One frontier Wilhelm described concerns what quality improvement has not yet figured out: how to account for the environment itself. Checklists, standard practices, and audit processes have driven enormous gains, but they can only go so far when patient complexity and institutional conditions keep shifting.
“Quality is inherently dependent on the environment,” Wilhelm said. “We can’t just rely on the information that’s currently in the patient’s health records. We also need to feed in information about how busy the hospital is, what the composition of our staffing was, what else is going on. All of these environmental things have to be added to the equation so that the machine learning can be applied to the correct data set, not just to a sterile electronic medical record data set that’s not context-specific.”
To pursue that ambition, Wilhelm is partnering with Neil Munjal, MD, assistant professor, Division of Critical Care, who brings expertise in data science, to build a comprehensive PICU data infrastructure designed from the outset to support both quality improvement and research.
Safety as a shared horizon
Both Menda and Wilhelm described quality improvement as something the field is still learning to do; it’s not a single problem to solve, but an ongoing science with its own methods, its own hypotheses, and its own measures of progress. That science is the bridge between what research shows is possible and what actually happens for a patient in the bed.
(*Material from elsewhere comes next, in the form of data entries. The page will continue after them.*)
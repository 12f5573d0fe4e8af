pub use kurbo::{Affine, Point, Vec2};

/// Axis-aligned box anchored at its center.
#[derive(Clone, Copy, Debug, Default, PartialEq, serde::Serialize, serde::Deserialize)]
pub struct Rectangle2D {
    /// Center x.
    pub x: f64,
    /// Center y.
    pub y: f64,
    /// Full width.
    pub w: f64,
    /// Full height.
    pub h: f64,
}

impl Rectangle2D {
    /// Build a center-anchored rectangle.
    pub fn new(x: f64, y: f64, w: f64, h: f64) -> Self {
        Self { x, y, w, h }
    }

    /// Center point as a vector.
    pub fn center(&self) -> Vec2 {
        Vec2::new(self.x, self.y)
    }

    /// Move the center to `p`.
    pub fn set_center(&mut self, p: Vec2) {
        self.x = p.x;
        self.y = p.y;
    }

    /// Half width and half height.
    pub fn half_extents(&self) -> Vec2 {
        Vec2::new(self.w / 2.0, self.h / 2.0)
    }

    /// Inclusive containment test.
    pub fn contains(&self, p: Vec2) -> bool {
        let half = self.half_extents();
        (p.x - self.x).abs() <= half.x && (p.y - self.y).abs() <= half.y
    }

    /// Convert to a min/max `kurbo::Rect`.
    pub fn to_rect(&self) -> kurbo::Rect {
        let half = self.half_extents();
        kurbo::Rect::new(
            self.x - half.x,
            self.y - half.y,
            self.x + half.x,
            self.y + half.y,
        )
    }
}

/// Straight (non-premultiplied) RGBA8 color.
#[derive(Clone, Copy, Debug, PartialEq, Eq, Hash)]
pub struct Rgba8 {
    /// Red channel.
    pub r: u8,
    /// Green channel.
    pub g: u8,
    /// Blue channel.
    pub b: u8,
    /// Alpha channel.
    pub a: u8,
}

impl Rgba8 {
    /// Opaque white.
    pub const WHITE: Self = Self::new(255, 255, 255, 255);
    /// Opaque black.
    pub const BLACK: Self = Self::new(0, 0, 0, 255);
    /// Fully transparent.
    pub const TRANSPARENT: Self = Self::new(0, 0, 0, 0);

    /// Build a color from straight channels.
    pub const fn new(r: u8, g: u8, b: u8, a: u8) -> Self {
        Self { r, g, b, a }
    }

    /// Same color with alpha replaced.
    pub const fn with_alpha(self, a: u8) -> Self {
        Self { a, ..self }
    }

    /// Convert to the rasterizer's color type.
    pub fn to_skia(self) -> resvg::tiny_skia::Color {
        resvg::tiny_skia::Color::from_rgba8(self.r, self.g, self.b, self.a)
    }

    /// Lowercase `#rrggbb` (alpha appended only when not opaque).
    pub fn to_hex(self) -> String {
        if self.a == 255 {
            format!("#{:02x}{:02x}{:02x}", self.r, self.g, self.b)
        } else {
            format!("#{:02x}{:02x}{:02x}{:02x}", self.r, self.g, self.b, self.a)
        }
    }
}

/// Placement of an attachment relative to its anchor on the rig.
#[derive(Clone, Copy, Debug, PartialEq, serde::Serialize, serde::Deserialize)]
#[serde(rename_all = "camelCase")]
pub struct Placement {
    /// Horizontal offset from the anchor.
    #[serde(default)]
    pub x: f64,
    /// Vertical offset from the anchor.
    #[serde(default)]
    pub y: f64,
    /// Horizontal scale.
    #[serde(default = "one")]
    pub scale_x: f64,
    /// Vertical scale.
    #[serde(default = "one")]
    pub scale_y: f64,
    /// Rotation in radians.
    #[serde(default)]
    pub rotation: f64,
}

fn one() -> f64 {
    1.0
}

impl Default for Placement {
    fn default() -> Self {
        Self {
            x: 0.0,
            y: 0.0,
            scale_x: 1.0,
            scale_y: 1.0,
            rotation: 0.0,
        }
    }
}

impl Placement {
    /// `T(x, y) * R(rotation) * S(scale_x, scale_y)`
    pub fn to_affine(self) -> Affine {
        Affine::translate(Vec2::new(self.x, self.y))
            * Affine::rotate(self.rotation)
            * Affine::scale_non_uniform(self.scale_x, self.scale_y)
    }

    /// True when every component is finite.
    pub fn is_finite(&self) -> bool {
        [self.x, self.y, self.scale_x, self.scale_y, self.rotation]
            .iter()
            .all(|v| v.is_finite())
    }
}

/// Guard a frame delta: NaN, infinite and negative deltas become 0, large ones are clamped.
pub fn clamp_delta_secs(dt: f64, max_secs: f64) -> f64 {
    if !dt.is_finite() || dt <= 0.0 {
        return 0.0;
    }
    dt.min(max_secs.max(0.0))
}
The UW Health Kids Quality and Safety Poster Fair, scheduled for September 10 during the Department of Pediatrics Clinical Care Week (September 8–10), will showcase work being done across the institution on exactly these questions. Faculty, fellows, and staff from across UW Health Kids will present projects ranging from patient flow and safe staffing to outcome metrics and family-centered care.
For Menda and Wilhelm, the event represents something much larger than a poster session. It’s robust evidence that safety is not a background process but instead a continuous, collective endeavor, running alongside every clinical encounter.